**WHAT THE EXERCISE ASKS**
Each line of the data that includes the string "Json" is to be copied out.

**GIVEN RECORDS**
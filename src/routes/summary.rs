use axum::{
    extract::State,
    routing::{get, post},
    Json, Router,
};
use serde::{Deserialize, Serialize};

use crate::error::AppError;
use crate::pipeline::{dispatch, format, summarize};
use crate::state::AppState;
use crate::types::record::WorkoutRecord;
use crate::types::workout::SummaryReport;

pub fn router() -> Router<AppState> {
    Router::new()
        .route("/api/workout-types", get(workout_types))
        .route("/api/summary", post(summary))
        .route("/api/summaries", post(summaries))
}

#[derive(Serialize, Deserialize)]
struct WorkoutTypeInfo {
    tag: String,
    label: String,
    fields: Vec<String>,
}

#[derive(Serialize, Deserialize)]
struct SummaryResponse {
    summary: SummaryReport,
    message: String,
}

#[derive(Deserialize, Serialize)]
#[serde(deny_unknown_fields)]
struct BatchRequest {
    records: Vec<WorkoutRecord>,
}

#[derive(Serialize, Deserialize)]
#[serde(untagged)]
enum BatchItem {
    Ok(SummaryResponse),
    Failed { workout_type: String, error: String },
}

#[derive(Serialize, Deserialize)]
struct BatchResponse {
    results: Vec<BatchItem>,
    failed: usize,
}

async fn workout_types() -> Json<Vec<WorkoutTypeInfo>> {
    Json(
        dispatch::WORKOUT_TYPES
            .iter()
            .map(|t| WorkoutTypeInfo {
                tag: t.tag.to_string(),
                label: t.label.to_string(),
                fields: t.fields.iter().map(|f| f.to_string()).collect(),
            })
            .collect(),
    )
}

fn summarize_record(record: &WorkoutRecord) -> Result<SummaryResponse, AppError> {
    let workout = dispatch::dispatch(record)?;
    let summary = summarize::summarize(&workout)?;
    let message = format::message(&summary);
    Ok(SummaryResponse { summary, message })
}

async fn summary(Json(record): Json<WorkoutRecord>) -> Result<Json<SummaryResponse>, AppError> {
    let response = summarize_record(&record)?;

    tracing::info!(
        "Summarized {} workout ({:.3} km)",
        record.workout_type,
        response.summary.distance
    );

    Ok(Json(response))
}

async fn summaries(
    State(state): State<AppState>,
    Json(request): Json<BatchRequest>,
) -> Result<Json<BatchResponse>, AppError> {
    let max = state.config().max_batch_size;
    if request.records.len() > max {
        return Err(AppError::BadRequest(format!(
            "Too many records: {}. Max allowed is {}",
            request.records.len(),
            max
        )));
    }

    let mut failed = 0;
    let results = request
        .records
        .iter()
        .map(|record| match summarize_record(record) {
            Ok(response) => BatchItem::Ok(response),
            Err(err) => {
                failed += 1;
                BatchItem::Failed {
                    workout_type: record.workout_type.clone(),
                    error: err.to_string(),
                }
            }
        })
        .collect();

    tracing::info!(
        "Summarized batch of {} records ({} failed)",
        request.records.len(),
        failed
    );

    Ok(Json(BatchResponse { results, failed }))
}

**YOUR SOLUTION**
    Json, Router,
async fn workout_types() -> Json<Vec<WorkoutTypeInfo>> {
    Json(
async fn summary(Json(record): Json<WorkoutRecord>) -> Result<Json<SummaryResponse>, AppError> {
    Ok(Json(response))
    Json(request): Json<BatchRequest>,
) -> Result<Json<BatchResponse>, AppError> {
    Ok(Json(BatchResponse { results, failed }))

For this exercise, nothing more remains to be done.